___ Provided data ___

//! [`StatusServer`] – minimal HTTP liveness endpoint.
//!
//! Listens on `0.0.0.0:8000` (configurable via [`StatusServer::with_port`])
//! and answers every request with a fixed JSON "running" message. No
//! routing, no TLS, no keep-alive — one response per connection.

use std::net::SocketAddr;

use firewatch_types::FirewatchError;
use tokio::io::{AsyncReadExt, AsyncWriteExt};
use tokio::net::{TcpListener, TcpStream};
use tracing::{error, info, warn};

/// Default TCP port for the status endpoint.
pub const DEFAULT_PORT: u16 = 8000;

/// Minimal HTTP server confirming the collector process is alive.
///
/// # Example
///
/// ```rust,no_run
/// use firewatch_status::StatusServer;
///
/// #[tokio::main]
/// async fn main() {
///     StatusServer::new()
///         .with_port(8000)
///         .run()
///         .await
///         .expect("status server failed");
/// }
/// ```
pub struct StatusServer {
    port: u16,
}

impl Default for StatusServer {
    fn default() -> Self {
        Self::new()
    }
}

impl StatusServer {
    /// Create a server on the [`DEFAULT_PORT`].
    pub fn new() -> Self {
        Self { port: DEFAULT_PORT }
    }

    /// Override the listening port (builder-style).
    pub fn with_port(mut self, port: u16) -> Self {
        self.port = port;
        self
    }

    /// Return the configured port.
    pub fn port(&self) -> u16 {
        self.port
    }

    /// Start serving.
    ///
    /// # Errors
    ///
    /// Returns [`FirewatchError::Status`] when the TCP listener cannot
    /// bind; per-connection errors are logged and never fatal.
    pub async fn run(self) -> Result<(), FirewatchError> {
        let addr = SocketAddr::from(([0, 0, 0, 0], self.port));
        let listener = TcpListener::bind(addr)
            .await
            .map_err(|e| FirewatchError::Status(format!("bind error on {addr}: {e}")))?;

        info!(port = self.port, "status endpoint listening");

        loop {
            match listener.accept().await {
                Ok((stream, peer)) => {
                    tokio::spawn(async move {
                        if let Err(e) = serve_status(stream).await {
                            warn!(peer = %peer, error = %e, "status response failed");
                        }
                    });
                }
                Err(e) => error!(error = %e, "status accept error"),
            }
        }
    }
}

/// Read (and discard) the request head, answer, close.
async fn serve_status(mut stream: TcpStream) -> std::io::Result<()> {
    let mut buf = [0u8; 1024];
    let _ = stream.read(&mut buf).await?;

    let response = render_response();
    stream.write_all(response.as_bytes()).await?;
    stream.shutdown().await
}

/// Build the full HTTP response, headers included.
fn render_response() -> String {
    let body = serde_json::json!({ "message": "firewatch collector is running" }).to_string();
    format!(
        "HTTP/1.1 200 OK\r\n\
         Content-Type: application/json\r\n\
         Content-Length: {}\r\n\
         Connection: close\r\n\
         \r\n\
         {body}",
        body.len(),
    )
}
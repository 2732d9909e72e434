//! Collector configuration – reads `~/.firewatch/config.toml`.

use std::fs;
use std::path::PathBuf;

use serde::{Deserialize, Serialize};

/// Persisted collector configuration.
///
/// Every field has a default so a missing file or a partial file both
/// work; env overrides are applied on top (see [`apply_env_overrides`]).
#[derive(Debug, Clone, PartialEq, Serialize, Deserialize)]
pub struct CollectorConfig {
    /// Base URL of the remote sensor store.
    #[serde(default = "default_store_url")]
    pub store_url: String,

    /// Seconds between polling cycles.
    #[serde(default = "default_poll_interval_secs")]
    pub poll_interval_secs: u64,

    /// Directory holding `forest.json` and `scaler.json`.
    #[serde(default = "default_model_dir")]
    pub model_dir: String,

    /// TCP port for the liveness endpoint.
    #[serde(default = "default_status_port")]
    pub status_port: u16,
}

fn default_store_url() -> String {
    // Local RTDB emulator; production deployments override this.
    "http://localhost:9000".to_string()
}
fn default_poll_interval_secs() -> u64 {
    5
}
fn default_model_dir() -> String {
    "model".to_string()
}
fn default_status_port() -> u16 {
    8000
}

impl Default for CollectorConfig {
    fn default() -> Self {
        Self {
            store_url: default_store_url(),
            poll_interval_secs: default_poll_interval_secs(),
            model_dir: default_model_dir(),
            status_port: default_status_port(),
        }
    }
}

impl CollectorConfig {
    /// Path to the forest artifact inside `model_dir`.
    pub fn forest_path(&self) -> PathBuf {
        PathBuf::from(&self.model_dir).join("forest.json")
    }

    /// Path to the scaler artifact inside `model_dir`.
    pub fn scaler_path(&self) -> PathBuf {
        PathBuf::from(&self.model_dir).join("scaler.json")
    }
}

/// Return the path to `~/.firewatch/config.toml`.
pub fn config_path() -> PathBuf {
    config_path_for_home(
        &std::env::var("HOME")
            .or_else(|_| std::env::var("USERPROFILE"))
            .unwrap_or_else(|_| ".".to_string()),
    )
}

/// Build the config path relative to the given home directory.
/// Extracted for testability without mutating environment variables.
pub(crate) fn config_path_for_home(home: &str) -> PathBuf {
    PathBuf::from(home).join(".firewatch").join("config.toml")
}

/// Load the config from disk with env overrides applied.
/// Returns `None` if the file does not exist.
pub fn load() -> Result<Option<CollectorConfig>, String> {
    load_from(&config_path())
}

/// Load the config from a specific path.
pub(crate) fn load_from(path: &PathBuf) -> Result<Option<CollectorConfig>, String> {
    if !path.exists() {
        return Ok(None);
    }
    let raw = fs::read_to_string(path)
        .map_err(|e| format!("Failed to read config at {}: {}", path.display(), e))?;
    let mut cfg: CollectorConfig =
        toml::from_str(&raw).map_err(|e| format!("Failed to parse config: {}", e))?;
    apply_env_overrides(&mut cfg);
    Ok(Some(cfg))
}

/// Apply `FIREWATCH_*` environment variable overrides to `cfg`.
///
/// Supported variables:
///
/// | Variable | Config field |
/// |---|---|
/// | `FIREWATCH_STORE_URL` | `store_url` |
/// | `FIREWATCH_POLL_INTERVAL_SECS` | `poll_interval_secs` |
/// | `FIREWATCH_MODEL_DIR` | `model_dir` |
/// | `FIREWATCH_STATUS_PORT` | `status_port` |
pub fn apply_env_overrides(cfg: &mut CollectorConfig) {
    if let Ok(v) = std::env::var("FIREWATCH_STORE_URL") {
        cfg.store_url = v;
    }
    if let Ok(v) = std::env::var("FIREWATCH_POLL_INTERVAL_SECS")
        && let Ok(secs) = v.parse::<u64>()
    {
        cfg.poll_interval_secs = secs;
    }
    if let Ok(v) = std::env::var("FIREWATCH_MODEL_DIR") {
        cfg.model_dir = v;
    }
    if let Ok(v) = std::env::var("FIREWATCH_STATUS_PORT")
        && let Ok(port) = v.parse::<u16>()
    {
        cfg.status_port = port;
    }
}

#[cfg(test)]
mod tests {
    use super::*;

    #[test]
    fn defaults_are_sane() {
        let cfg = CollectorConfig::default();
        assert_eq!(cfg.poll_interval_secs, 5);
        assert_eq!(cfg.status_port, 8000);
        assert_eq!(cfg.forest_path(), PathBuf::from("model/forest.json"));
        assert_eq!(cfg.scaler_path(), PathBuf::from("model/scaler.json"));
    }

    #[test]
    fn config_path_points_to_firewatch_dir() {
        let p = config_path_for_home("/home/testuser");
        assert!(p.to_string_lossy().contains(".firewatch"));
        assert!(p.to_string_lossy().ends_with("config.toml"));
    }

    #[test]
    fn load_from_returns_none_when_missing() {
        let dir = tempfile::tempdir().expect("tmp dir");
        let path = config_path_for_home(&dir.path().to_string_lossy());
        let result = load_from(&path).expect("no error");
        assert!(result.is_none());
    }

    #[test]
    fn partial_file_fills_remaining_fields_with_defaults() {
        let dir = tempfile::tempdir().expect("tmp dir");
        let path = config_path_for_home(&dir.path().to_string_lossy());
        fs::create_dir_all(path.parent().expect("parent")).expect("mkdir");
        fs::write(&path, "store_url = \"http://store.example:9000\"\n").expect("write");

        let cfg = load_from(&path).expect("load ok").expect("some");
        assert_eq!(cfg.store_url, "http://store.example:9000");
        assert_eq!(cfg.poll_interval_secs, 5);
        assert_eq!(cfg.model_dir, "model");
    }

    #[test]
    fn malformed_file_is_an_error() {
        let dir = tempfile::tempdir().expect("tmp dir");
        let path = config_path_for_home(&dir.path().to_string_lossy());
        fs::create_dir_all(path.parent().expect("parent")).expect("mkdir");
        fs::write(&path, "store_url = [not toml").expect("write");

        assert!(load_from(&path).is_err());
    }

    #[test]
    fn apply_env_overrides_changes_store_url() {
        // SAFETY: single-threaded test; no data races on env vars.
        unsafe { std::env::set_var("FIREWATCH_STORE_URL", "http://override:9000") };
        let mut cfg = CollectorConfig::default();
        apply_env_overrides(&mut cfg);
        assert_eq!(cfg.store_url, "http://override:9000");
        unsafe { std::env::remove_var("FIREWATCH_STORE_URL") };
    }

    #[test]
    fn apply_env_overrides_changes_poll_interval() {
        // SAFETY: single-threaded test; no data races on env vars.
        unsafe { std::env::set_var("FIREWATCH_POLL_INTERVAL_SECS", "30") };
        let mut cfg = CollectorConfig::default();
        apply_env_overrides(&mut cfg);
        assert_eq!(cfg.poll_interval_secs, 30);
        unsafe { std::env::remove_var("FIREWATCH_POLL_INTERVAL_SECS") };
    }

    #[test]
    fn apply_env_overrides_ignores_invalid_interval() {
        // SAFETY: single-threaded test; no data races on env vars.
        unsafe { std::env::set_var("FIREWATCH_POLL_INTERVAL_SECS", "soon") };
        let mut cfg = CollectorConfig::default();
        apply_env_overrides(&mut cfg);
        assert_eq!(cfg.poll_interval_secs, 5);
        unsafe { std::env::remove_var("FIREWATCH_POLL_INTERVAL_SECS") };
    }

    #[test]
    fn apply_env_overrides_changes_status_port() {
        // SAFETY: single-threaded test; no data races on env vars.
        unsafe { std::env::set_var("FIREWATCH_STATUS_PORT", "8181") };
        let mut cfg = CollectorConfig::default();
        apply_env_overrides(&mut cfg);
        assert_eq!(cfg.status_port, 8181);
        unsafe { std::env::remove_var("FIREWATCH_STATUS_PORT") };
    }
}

___

Copy out each line of the records that holds the string "tokio".

use tokio::io::{AsyncReadExt, AsyncWriteExt};
use tokio::net::{TcpListener, TcpStream};
/// #[tokio::main]
                    tokio::spawn(async move {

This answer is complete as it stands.